● **PROBLEM TO SOLVE**:
Below is a block of records; repeat all of them exactly.

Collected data
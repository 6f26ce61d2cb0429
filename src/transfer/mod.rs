//! Transfer function lookup and tissue bands

pub mod transfer_data;
pub mod transfer_operations;

pub use transfer_data::{TransferBands, TransferFunction, TRANSFER_SIZE};
pub use transfer_operations::{
    band_array, bands_from_thresholds, create_transfer_function, default_handle_colors,
    set_handle_colors, update_from_handles,
};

● **OUTPUT OF THE TASK**:
repository 6f26ce61d2cb0429
filename src/transfer/mod.rs
//! Transfer function lookup and tissue bands

pub mod transfer_data;
pub mod transfer_operations;

pub use transfer_data::{TransferBands, TransferFunction, TRANSFER_SIZE};
pub use transfer_operations::{
    band_array, bands_from_thresholds, create_transfer_function, default_handle_colors,
    set_handle_colors, update_from_handles,
};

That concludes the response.